Top of Material for this task

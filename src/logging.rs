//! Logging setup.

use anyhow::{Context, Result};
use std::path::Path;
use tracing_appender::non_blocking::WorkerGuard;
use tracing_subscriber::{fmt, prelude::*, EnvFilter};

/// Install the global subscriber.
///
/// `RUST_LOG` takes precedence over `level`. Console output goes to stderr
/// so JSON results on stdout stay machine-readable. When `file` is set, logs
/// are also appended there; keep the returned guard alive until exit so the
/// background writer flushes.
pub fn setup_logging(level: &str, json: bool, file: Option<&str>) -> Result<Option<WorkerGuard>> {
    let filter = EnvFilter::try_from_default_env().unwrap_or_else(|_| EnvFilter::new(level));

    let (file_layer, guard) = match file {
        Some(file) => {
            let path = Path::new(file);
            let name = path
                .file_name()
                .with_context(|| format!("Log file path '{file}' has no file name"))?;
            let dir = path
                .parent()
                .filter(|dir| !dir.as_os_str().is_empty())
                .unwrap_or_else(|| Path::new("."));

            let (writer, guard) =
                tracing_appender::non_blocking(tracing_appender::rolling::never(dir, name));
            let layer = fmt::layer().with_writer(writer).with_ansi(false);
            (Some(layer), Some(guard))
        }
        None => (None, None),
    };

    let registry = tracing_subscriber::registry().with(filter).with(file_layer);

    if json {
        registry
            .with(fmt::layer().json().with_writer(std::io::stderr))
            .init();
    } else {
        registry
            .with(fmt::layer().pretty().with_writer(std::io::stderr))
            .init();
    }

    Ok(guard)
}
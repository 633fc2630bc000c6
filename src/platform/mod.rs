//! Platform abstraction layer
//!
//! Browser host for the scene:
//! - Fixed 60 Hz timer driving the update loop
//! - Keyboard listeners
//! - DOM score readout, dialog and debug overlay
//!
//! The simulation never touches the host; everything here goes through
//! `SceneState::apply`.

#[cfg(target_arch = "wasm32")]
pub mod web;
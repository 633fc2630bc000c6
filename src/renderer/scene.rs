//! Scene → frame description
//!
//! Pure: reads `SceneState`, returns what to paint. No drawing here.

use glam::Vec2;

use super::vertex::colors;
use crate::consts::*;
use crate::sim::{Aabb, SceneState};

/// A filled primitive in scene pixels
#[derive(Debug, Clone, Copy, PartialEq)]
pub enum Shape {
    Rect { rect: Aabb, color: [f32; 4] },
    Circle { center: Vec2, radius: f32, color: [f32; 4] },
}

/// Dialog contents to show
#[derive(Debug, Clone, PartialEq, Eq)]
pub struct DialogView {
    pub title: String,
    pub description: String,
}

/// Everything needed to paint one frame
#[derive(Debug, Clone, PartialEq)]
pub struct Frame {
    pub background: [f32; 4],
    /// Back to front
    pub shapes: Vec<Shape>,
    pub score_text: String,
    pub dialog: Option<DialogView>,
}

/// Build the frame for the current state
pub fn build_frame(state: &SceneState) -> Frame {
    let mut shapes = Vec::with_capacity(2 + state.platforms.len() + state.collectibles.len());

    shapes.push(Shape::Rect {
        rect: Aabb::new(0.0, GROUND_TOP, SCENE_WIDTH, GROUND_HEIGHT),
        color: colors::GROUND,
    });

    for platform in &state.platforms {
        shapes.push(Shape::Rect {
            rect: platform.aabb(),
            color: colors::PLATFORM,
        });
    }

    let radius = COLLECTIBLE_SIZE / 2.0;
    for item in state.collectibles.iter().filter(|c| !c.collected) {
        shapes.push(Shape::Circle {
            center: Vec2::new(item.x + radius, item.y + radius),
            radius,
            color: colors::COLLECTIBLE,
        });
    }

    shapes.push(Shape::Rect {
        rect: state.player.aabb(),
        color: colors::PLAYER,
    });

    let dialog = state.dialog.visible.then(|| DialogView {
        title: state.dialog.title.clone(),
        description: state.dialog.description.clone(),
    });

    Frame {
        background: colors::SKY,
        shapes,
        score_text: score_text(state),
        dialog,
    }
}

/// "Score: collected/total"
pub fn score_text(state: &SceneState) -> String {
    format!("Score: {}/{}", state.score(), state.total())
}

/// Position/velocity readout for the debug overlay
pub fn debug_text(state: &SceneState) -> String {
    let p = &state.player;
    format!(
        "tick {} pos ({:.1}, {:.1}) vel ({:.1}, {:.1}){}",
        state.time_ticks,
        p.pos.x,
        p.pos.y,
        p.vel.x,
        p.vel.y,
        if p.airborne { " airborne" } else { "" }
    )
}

Bottom of Material for this task

## What is expected
Every line above needs to be retyped exactly.

## Problem solution
filename src/logging.rs
//! Logging setup.

use anyhow::{Context, Result};
use std::path::Path;
use tracing_appender::non_blocking::WorkerGuard;
use tracing_subscriber::{fmt, prelude::*, EnvFilter};

/// Install the global subscriber.
///
/// `RUST_LOG` takes precedence over `level`. Console output goes to stderr
/// so JSON results on stdout stay machine-readable. When `file` is set, logs
/// are also appended there; keep the returned guard alive until exit so the
/// background writer flushes.
pub fn setup_logging(level: &str, json: bool, file: Option<&str>) -> Result<Option<WorkerGuard>> {
    let filter = EnvFilter::try_from_default_env().unwrap_or_else(|_| EnvFilter::new(level));

    let (file_layer, guard) = match file {
        Some(file) => {
            let path = Path::new(file);
            let name = path
                .file_name()
                .with_context(|| format!("Log file path '{file}' has no file name"))?;
            let dir = path
                .parent()
                .filter(|dir| !dir.as_os_str().is_empty())
                .unwrap_or_else(|| Path::new("."));

            let (writer, guard) =
                tracing_appender::non_blocking(tracing_appender::rolling::never(dir, name));
            let layer = fmt::layer().with_writer(writer).with_ansi(false);
            (Some(layer), Some(guard))
        }
        None => (None, None),
    };

    let registry = tracing_subscriber::registry().with(filter).with(file_layer);

    if json {
        registry
            .with(fmt::layer().json().with_writer(std::io::stderr))
            .init();
    } else {
        registry
            .with(fmt::layer().pretty().with_writer(std::io::stderr))
            .init();
    }

    Ok(guard)
}
repository 633fc2630bc000c6
filename src/platform/mod.rs
//! Platform abstraction layer
//!
//! Browser host for the scene:
//! - Fixed 60 Hz timer driving the update loop
//! - Keyboard listeners
//! - DOM score readout, dialog and debug overlay
//!
//! The simulation never touches the host; everything here goes through
//! `SceneState::apply`.

#[cfg(target_arch = "wasm32")]
pub mod web;
repository 633fc2630bc000c6
filename src/renderer/scene.rs
//! Scene → frame description
//!
//! Pure: reads `SceneState`, returns what to paint. No drawing here.

use glam::Vec2;

use super::vertex::colors;
use crate::consts::*;
use crate::sim::{Aabb, SceneState};

/// A filled primitive in scene pixels
#[derive(Debug, Clone, Copy, PartialEq)]
pub enum Shape {
    Rect { rect: Aabb, color: [f32; 4] },
    Circle { center: Vec2, radius: f32, color: [f32; 4] },
}

/// Dialog contents to show
#[derive(Debug, Clone, PartialEq, Eq)]
pub struct DialogView {
    pub title: String,
    pub description: String,
}

/// Everything needed to paint one frame
#[derive(Debug, Clone, PartialEq)]
pub struct Frame {
    pub background: [f32; 4],
    /// Back to front
    pub shapes: Vec<Shape>,
    pub score_text: String,
    pub dialog: Option<DialogView>,
}

/// Build the frame for the current state
pub fn build_frame(state: &SceneState) -> Frame {
    let mut shapes = Vec::with_capacity(2 + state.platforms.len() + state.collectibles.len());

    shapes.push(Shape::Rect {
        rect: Aabb::new(0.0, GROUND_TOP, SCENE_WIDTH, GROUND_HEIGHT),
        color: colors::GROUND,
    });

    for platform in &state.platforms {
        shapes.push(Shape::Rect {
            rect: platform.aabb(),
            color: colors::PLATFORM,
        });
    }

    let radius = COLLECTIBLE_SIZE / 2.0;
    for item in state.collectibles.iter().filter(|c| !c.collected) {
        shapes.push(Shape::Circle {
            center: Vec2::new(item.x + radius, item.y + radius),
            radius,
            color: colors::COLLECTIBLE,
        });
    }

    shapes.push(Shape::Rect {
        rect: state.player.aabb(),
        color: colors::PLAYER,
    });

    let dialog = state.dialog.visible.then(|| DialogView {
        title: state.dialog.title.clone(),
        description: state.dialog.description.clone(),
    });

    Frame {
        background: colors::SKY,
        shapes,
        score_text: score_text(state),
        dialog,
    }
}

/// "Score: collected/total"
pub fn score_text(state: &SceneState) -> String {
    format!("Score: {}/{}", state.score(), state.total())
}

/// Position/velocity readout for the debug overlay
pub fn debug_text(state: &SceneState) -> String {
    let p = &state.player;
    format!(
        "tick {} pos ({:.1}, {:.1}) vel ({:.1}, {:.1}){}",
        state.time_ticks,
        p.pos.x,
        p.pos.y,
        p.vel.x,
        p.vel.y,
        if p.airborne { " airborne" } else { "" }
    )
}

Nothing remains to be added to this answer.